How many first-time homebuyers are there in the housing market?
That’s an important question. A smaller share of first-timers suggests that the market may be too competitive or too expensive – and ultimately not very inclusive. A bigger share suggests market conditions may be a bit easier, and that more Americans are getting a shot at attaining upward mobility.
But it is surprisingly difficult to pin down exactly how many home purchases go to first-timers, and a new set of research reports from the New York Fed attempts to correct that.
The National Association of Realtors, the trade group that’s responsible for what may be the best-known measurements of the issue, publishes an annual survey of characteristics of home buyers and sellers. NAR conducts that survey on a monthly basis and those results are tracked in their existing-home sales release.
Another measure comes from the mortgage industry. Within the mounds of paperwork any borrower must fill out, there’s one form known as the Uniform Residential Loan Application. It asks whether the borrower has had “an ownership interest in a property in the last three years.”
The inclusion of that question in the application process dates back to 1992, when Congress passed legislation known as the Federal Housing Enterprises Financial Safety and Soundness Act. The legislation established a new regulator for Fannie Mae and Freddie Mac, and also set out targets for the two mortgage giants to ensure they were serving all would-be home buyers equally and fairly.
Many analysts who focus on the role of Fannie
in contributing to the housing bubble of the last decade point to the affordable housing goals of the 1992 legislation as the beginning of that slippery slope. Other analysts, of course, focus more on the role of lenders, or believe that there’s blame to go around.
Putting that thorny question to the side for a moment, the historic accident of the URLA’s treatment of a “first-time buyer” as someone who hasn’t owned property within the past three years is still with us.

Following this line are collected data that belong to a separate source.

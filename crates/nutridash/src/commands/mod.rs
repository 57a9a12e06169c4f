//! Command dispatch: bridges CLI args -> dashboard operations -> output formatting.

pub mod auth;
pub mod config_cmd;
pub mod items;
pub mod stats;
pub mod util;

use nutridash_core::Dashboard;

use crate::cli::{AuthCommand, Command, GlobalOpts};
use crate::config::Resolved;
use crate::error::CliError;

/// Dispatch a backend-bound command to the appropriate handler.
pub async fn dispatch(
    cmd: Command,
    dashboard: &Dashboard,
    resolved: &Resolved,
    global: &GlobalOpts,
) -> Result<(), CliError> {
    match cmd {
        Command::List(args) => items::list(dashboard, args, global).await,
        Command::Browse(args) => items::browse(dashboard, args, global).await,
        Command::Search(args) => items::search(dashboard, args, global).await,
        Command::Create(args) => items::create(dashboard, args, global).await,
        Command::Update(args) => items::update(dashboard, args, global).await,
        Command::Delete(args) => items::delete(dashboard, args, global).await,
        Command::Stats(args) => stats::handle(dashboard, args, global).await,
        Command::Auth(args) => match args.command {
            AuthCommand::Login { email, password } => {
                auth::login(
                    dashboard,
                    email,
                    password,
                    resolved.profile.email.as_deref(),
                    global,
                )
                .await
            }
            AuthCommand::Logout | AuthCommand::Status => Ok(()),
        },
        // Config and Completions are handled before dispatch
        Command::Config(_) | Command::Completions(_) => Ok(()),
    }
}

/// Resource kind a command operates on, for error context.
pub fn kind_of(cmd: &Command) -> Option<nutridash_core::ResourceKind> {
    let kind = match cmd {
        Command::List(a) => a.kind,
        Command::Browse(a) => a.kind,
        Command::Search(a) => a.kind,
        Command::Create(a) => a.kind,
        Command::Update(a) => a.kind,
        Command::Delete(a) => a.kind,
        Command::Stats(a) => a.kind,
        Command::Auth(_) | Command::Config(_) | Command::Completions(_) => return None,
    };
    Some(kind.into())
}
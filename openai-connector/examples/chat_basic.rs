//! Basic chat completion example.
//!
//! ```bash
//! export OPENAI_API_KEY=sk-...
//! cargo run --example chat_basic
//! ```

#![allow(clippy::print_stdout, clippy::print_stderr)]

use openai_connector::prelude::*;

#[tokio::main]
async fn main() -> std::result::Result<(), Box<dyn std::error::Error>> {
    tracing_subscriber::fmt::init();

    let config = ConnectionConfig::from_env()?;
    let client = Client::connect(config)?;

    let mut request = ChatCompletionRequest::new(
        "gpt-4",
        vec![
            ChatMessage::system("You are a concise assistant."),
            ChatMessage::user("What is the capital of France?"),
        ],
    );
    request.temperature = Some(0.2);
    request.max_tokens = Some(64);

    let response = client.create_chat_completion(&request).await?;

    println!("{}", response.choices[0].message.content);
    if let Some(usage) = response.usage {
        println!(
            "\nTokens: {} (prompt: {}, completion: {})",
            usage.total_tokens, usage.prompt_tokens, usage.completion_tokens
        );
    }

    Ok(())
}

Writing for the New York Fed, two researchers have found a way to use that institution’s Consumer Credit Panel, a data set constructed from a nationally representative random sample of Equifax credit report data.
“Using the CCP, we are able to create a cleaner identification of first-time homebuyers than the official measure because we can look at the entire history of a household’s credit file back to 1999,” the researchers wrote. “We define a first-time buyer as the first appearance of an active mortgage since 1999 with no indication of any prior closed mortgages on the borrower’s credit report.”
The first time a mortgage appears on a credit profile is a more appropriate indicator of a first purchase than the URLA data provide, and a more precise measurement than second-hand self-reported identifications as those made through real estate agents, as the NAR data provide. It does have one flaw, however: because it relies on credit profiles, it does not capture home purchases made with cash.
So what does the CCP data tell us about first-time buyers?
Their share of the total number of shares has been “relatively stable,” in the words of the researchers. It ranged from about 44% in 2001 to 40% in 2005 as home prices rose. After the bubble, when prices dropped, first-timers had more of a shot, and their share topped 50% in 2010. As of 2016, they made up 46% of purchases.
That shouldn’t be just a relief to anyone who’s been drawing grim conclusions about the economy based on NAR’s statistics, which have consistently shown first-timers having less than one-third of the market share. It should also serve as a reminder of how sensitive first-timers are to prices, a reality that should be top of mind for anyone designing policy to encourage homeownership.